Follow the last link and scroll through for a table compiling the studies, and note the detail about reductions in hospitalizations and mortality. Masks may not reduce infections but if they prevent people from inhaling higher viral loads, that may be the difference between life and death. Meanwhile, another study published by the CDC in March found that “Mandating masks was associated with a decrease in daily COVID-19 case and death growth rates within 20 days of implementation.” Making scientific sense of these seemingly conflicting results is above my pay grade, but it may be that masking on the “micro” level helps whereas masking on a “macro” level adds nothing. Having a small, poorly ventilated restaurant require that patrons wear masks while inside may limit infection in a potential transmission “hot spot.” But having the state require masks everywhere, like public parks where transmission isn’t happening anyway, is superfluous. No wonder statewide mandates don’t work.
Last week Derek Thompson considered why Texas hasn’t seen a surge of cases after ditching its mask mandate. He arrived at the same conclusion that many others have embraced, that most people will mask up in high-risk situations whether they’re required to or not, in which case state policy isn’t adding anything.
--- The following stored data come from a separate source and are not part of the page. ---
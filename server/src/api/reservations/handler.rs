//! Reservation API Handlers

use axum::{
    Json,
    extract::{Path, State},
    http::StatusCode,
};
use serde::Deserialize;

use crate::auth::CurrentUser;
use crate::core::ServerState;
use crate::services::reservation;
use crate::utils::AppResult;
use shared::models::{Reservation, ReservationCreate, ReservationView};

/// POST /api/reservations - 创建预订 (服务端分配桌台)
pub async fn create(
    State(state): State<ServerState>,
    user: CurrentUser,
    Json(payload): Json<ReservationCreate>,
) -> AppResult<(StatusCode, Json<Reservation>)> {
    let created = reservation::create_reservation(state.pool(), &user, payload).await?;
    Ok((StatusCode::CREATED, Json(created)))
}

/// GET /api/me/reservations - 当前用户的预订
pub async fn list_mine(
    State(state): State<ServerState>,
    user: CurrentUser,
) -> AppResult<Json<Vec<ReservationView>>> {
    let views = reservation::list_my_reservations(state.pool(), user.id).await?;
    Ok(Json(views))
}

/// POST /api/reservations/:id/cancel - 取消预订
pub async fn cancel(
    State(state): State<ServerState>,
    user: CurrentUser,
    Path(id): Path<i64>,
) -> AppResult<StatusCode> {
    reservation::cancel_reservation(state.pool(), &user, id).await?;
    Ok(StatusCode::NO_CONTENT)
}

#[derive(Debug, Deserialize)]
pub struct AddParticipantRequest {
    pub customer_id: i64,
}

/// POST /api/reservations/:id/participants - 添加同行好友
pub async fn add_participant(
    State(state): State<ServerState>,
    user: CurrentUser,
    Path(id): Path<i64>,
    Json(payload): Json<AddParticipantRequest>,
) -> AppResult<StatusCode> {
    reservation::add_participant(state.pool(), &user, id, payload.customer_id).await?;
    Ok(StatusCode::CREATED)
}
Across the country, in fact, people’s pandemic behavior appears to be disconnected from local policy, which complicates any effort to know which COVID-19 policies actually work.
In November, for instance, a team of economists using private data to survey all 50 states concluded that state-ordered shutdowns and reopenings had only “small impacts on spending and employment.” Colorado and New Mexico both issued stay-at-home orders at the end of March 2020. Colorado partially reopened that May, several weeks before New Mexico, but this divergence resulted in no measurable difference between their economic recoveries. “Spending evolved nearly identically in these two states,” the economists wrote. Another paper focused on the Illinois-Iowa state line. Last spring, Illinois towns issued stay-at-home orders, while Iowa towns a few miles away did not. The decline in economic activity was just about the same on both sides of the border.
It’s not just mask mandates that don’t seem to matter, in other words, it’s all types of pandemic policies. Although, again, the data is mixed. The new study today showing no effect on transmissions from mask mandates did note that “Average Fall-Winter mask use was ~10% higher in early mandate states than in late and no mandate states, confirming that mandates promote greater mask use.” People do mask up more when the governor tells them to, it seems. It’s just that they may be masking up in places like the beach where they weren’t going to get infected anyway, which is why higher mask rates don’t necessarily lead to lower COVID rates.